Introduction to The Architecture of Alexnet

Shipra Saxena 18 Jul, 2023 • 4 min read

Objective

When we talk about the Pre-trained model in the Computer Vision domain, Alexnet comes out as a leading architecture.
Let’s understand the architecture of Alexnet as proposed by its authors.

Introduction

Alexnet won the Imagenet large-scale visual recognition challenge in 2012. The model was proposed in 2012 in the research paper named Imagenet Classification with Deep Convolution Neural Network by Alex Krizhevsky and his colleagues.

In this model, the depth of the network was increased in comparison to Lenet-5. In case you want to know more about Lenet-5, I will recommend you to check the following article-

The Architecture of Lenet-5

Note: If you are more interested in learning concepts in an Audio-Visual format, We have this entire article explained in the video below. If not, you may continue reading.

The Alexnet has eight layers with learnable parameters. The model consists of five layers with a combination of max pooling followed by 3 fully connected layers and they use Relu activation in each of these layers except the output layer.

They found out that using the relu as an activation function accelerated the speed of the training process by almost six times. They also used the dropout layers, that prevented their model from overfitting. Further, the model is trained on the Imagenet dataset. The Imagenet dataset has almost 14 million images across a thousand classes.

Let’s see the architectural details in this article.

Alexnet Architecture

One thing to note here, since Alexnet is a deep architecture, the authors introduced padding to prevent the size of the feature maps from reducing drastically. The input to this model is the images of size 227X227X3.

Convolution and Maxpooling Layers

Then we apply the first convolution layer with 96 filters of size 11X11 with stride 4. The activation function used in this layer is relu. The output feature map is 55X55X96.

In case, you are unaware of how to calculate the output size of a convolution layer

output= ((Input-filter size)/ stride)+1

Also, the number of filters becomes the channel in the output feature map.

Next, we have the first Maxpooling layer, of size 3X3 and stride 2. Then we get the resulting feature map with the size 27X27X96.

After this, we apply the second convolution operation. This time the filter size is reduced to 5X5 and we have 256 such filters. The stride is 1 and padding 2. The activation function used is again relu. Now the output size we get is 27X27X256.

Again we applied a max-pooling layer of size 3X3 with stride 2. The resulting feature map is of shape 13X13X256.

Now we apply the third convolution operation with 384 filters of size 3X3 stride 1 and also padding 1. Again the activation function used is relu.
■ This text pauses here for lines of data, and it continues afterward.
//! Configuration file loader with multi-source merging

use super::file_config::{ConfigError, FileConfig};
use figment::{
    Figment,
    providers::{Env, Format, Serialized, Toml},
};
use std::path::{Path, PathBuf};

const APP_DIR: &str = "llm-council";
const PROJECT_FILES: [&str; 2] = ["council.toml", ".council.toml"];
const ENV_PREFIX: &str = "COUNCIL_";

/// Configuration loader that handles file discovery and merging
pub struct ConfigLoader;

impl ConfigLoader {
    /// Load configuration from all sources with proper priority
    ///
    /// Priority (highest to lowest):
    /// 1. `COUNCIL_*` environment variables
    /// 2. Explicit config path (if provided)
    /// 3. Project root: `./council.toml` or `./.council.toml`
    /// 4. XDG config: `$XDG_CONFIG_HOME/llm-council/config.toml`
    /// 5. Default values
    pub fn load(config_path: Option<&PathBuf>) -> Result<FileConfig, ConfigError> {
        let mut figment = Figment::new().merge(Serialized::defaults(FileConfig::default()));

        if let Some(global_path) = Self::global_config_path()
            && global_path.exists()
        {
            figment = figment.merge(Toml::file(&global_path));
        }

        if let Some(path) = Self::project_config_path() {
            figment = figment.merge(Toml::file(&path));
        }

        if let Some(path) = config_path {
            if !path.exists() {
                return Err(ConfigError::Load(Box::new(figment::Error::from(format!(
                    "config file not found: {}",
                    path.display()
                )))));
            }
            figment = figment.merge(Toml::file(path));
        }

        Self::extract(figment.merge(Env::prefixed(ENV_PREFIX).split("__")))
    }

    /// Load a single file over the defaults, ignoring every other source
    pub fn load_file(path: &Path) -> Result<FileConfig, ConfigError> {
        Self::extract(
            Figment::new()
                .merge(Serialized::defaults(FileConfig::default()))
                .merge(Toml::file(path)),
        )
    }

    /// Load only default configuration (for --no-config)
    pub fn load_defaults() -> FileConfig {
        FileConfig::default()
    }

    fn extract(figment: Figment) -> Result<FileConfig, ConfigError> {
        figment.extract().map_err(|e| ConfigError::Load(Box::new(e)))
    }

    /// Get the global config file path
    ///
    /// Returns XDG_CONFIG_HOME/llm-council/config.toml if set,
    /// otherwise falls back to ~/.config/llm-council/config.toml
    pub fn global_config_path() -> Option<PathBuf> {
        dirs::config_dir().map(|d| d.join(APP_DIR).join("config.toml"))
    }

    /// Get the project-level config file path (if it exists)
    pub fn project_config_path() -> Option<PathBuf> {
        PROJECT_FILES
            .iter()
            .map(PathBuf::from)
            .find(|path| path.exists())
    }

    /// Print the config file locations being used (for debugging)
    pub fn print_config_sources(config_path: Option<&PathBuf>) {
        println!("Configuration sources (in priority order):");
        println!("  [ENV  ] Environment: {}* (nested keys split on __)", ENV_PREFIX);

        if let Some(path) = config_path {
            let mark = if path.exists() { "FOUND" } else { "MISSING" };
            println!("  [{:<5}] Explicit: {}", mark, path.display());
        }

        if let Some(path) = Self::project_config_path() {
            println!("  [FOUND] Project: {}", path.display());
        } else {
            println!("  [     ] Project: ./council.toml or ./.council.toml");
        }

        if let Some(path) = Self::global_config_path() {
            if path.exists() {
                println!("  [FOUND] Global:  {}", path.display());
            } else {
                println!("  [     ] Global:  {}", path.display());
            }
        }

        println!("  [     ] Default: built-in defaults");
    }
}

#[cfg(test)]
mod tests {
    use super::*;
    use std::io::Write;

    fn write_config(contents: &str) -> tempfile::NamedTempFile {
        let mut file = tempfile::Builder::new().suffix(".toml").tempfile().unwrap();
        file.write_all(contents.as_bytes()).unwrap();
        file
    }

    #[test]
    fn test_load_defaults() {
        let config = ConfigLoader::load_defaults();
        assert!(config.council.members.is_empty());
        assert!(config.chairman.is_none());
        assert_eq!(config.behavior.request_timeout_secs, 180);
    }

    #[test]
    fn test_global_config_path_returns_some() {
        let path = ConfigLoader::global_config_path();
        assert!(path.is_some());
        let path = path.unwrap();
        assert!(path.to_string_lossy().contains("llm-council"));
    }

    #[test]
    fn test_load_file_merges_over_defaults() {
        let file = write_config(
            r#"
[[council.members]]
name = "a"
url = "http://a:11434"
model = "gemma2:2b"

[chairman]
url = "http://c:11434"
model = "llama3.2:3b"

[behavior]
chairman_retries = 1
"#,
        );

        let config = ConfigLoader::load_file(file.path()).unwrap();
        assert_eq!(config.council.members[0].name, "a");
        assert_eq!(config.chairman.unwrap().url, "http://c:11434");
        assert_eq!(config.behavior.chairman_retries, 1);
        // untouched sections keep their defaults
        assert_eq!(config.behavior.request_timeout_secs, 180);
        assert_eq!(config.server.host, "127.0.0.1");
    }

    #[test]
    fn test_load_file_reports_type_errors() {
        let file = write_config("[server]\nport = \"eighty\"\n");
        let err = ConfigLoader::load_file(file.path()).unwrap_err();
        assert!(matches!(err, ConfigError::Load(_)));
    }

    #[test]
    fn test_missing_explicit_path_is_an_error() {
        let path = PathBuf::from("/definitely/not/here/council.toml");
        let err = ConfigLoader::load(Some(&path)).unwrap_err();
        assert!(err.to_string().contains("config file not found"));
    }
}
The output feature map is of shape 13X13X384.

Then we have the fourth convolution operation with 384 filters of size 3X3. The stride along with the padding is 1. On top of that activation function used is relu. Now the output size remains unchanged i.e 13X13X384.

After this, we have the final convolution layer of size 3X3 with 256 such filters. The stride and padding are set to one also the activation function is relu. The resulting feature map is of shape 13X13X256.

So if you look at the architecture till now, the number of filters is increasing as we are going deeper. Hence it is extracting more features as we move deeper into the architecture. Also, the filter size is reducing, which means the initial filter was larger and as we go ahead the filter size is decreasing, resulting in a decrease in the feature map shape.

Next, we apply the third max-pooling layer of size 3X3 and stride 2. Resulting in the feature map of the shape 6X6X256.

Fully Connected and Dropout Layers

After this, we have our first dropout layer. The drop-out rate is set to be 0.5.

Then we have the first fully connected layer with a relu activation function. The size of the output is 4096. Next comes another dropout layer with the dropout rate fixed at 0.5.

This followed by a second fully connected layer with 4096 neurons and relu activation.

Finally, we have the last fully connected layer or output layer with 1000 neurons as we have 10000 classes in the data set. The activation function used at this layer is Softmax.

This is the architecture of the Alexnet model. It has a total of 62.3 million learnable parameters.

Frequently Asked Questions

Q1. What is the use of AlexNet?

A. AlexNet is a pioneering convolutional neural network (CNN) used primarily for image recognition and classification tasks. It won the ImageNet Large Scale Visual Recognition Challenge in 2012, marking a breakthrough in deep learning. AlexNet’s architecture, with its innovative use of convolutional layers and rectified linear units (ReLU), laid the foundation for modern deep learning models, advancing computer vision and pattern recognition applications.

Q2. Why AlexNet is better than CNN?

A. AlexNet is a specific type of CNN, which is a kind of neural network particularly good at understanding images. When AlexNet was introduced, it showed impressive results in recognizing objects in pictures. It became popular because it was deeper (had more layers) and used some smart tricks to improve accuracy. So, AlexNet is not better than CNN; it is a type of CNN that was influential in making CNNs popular for image-related tasks.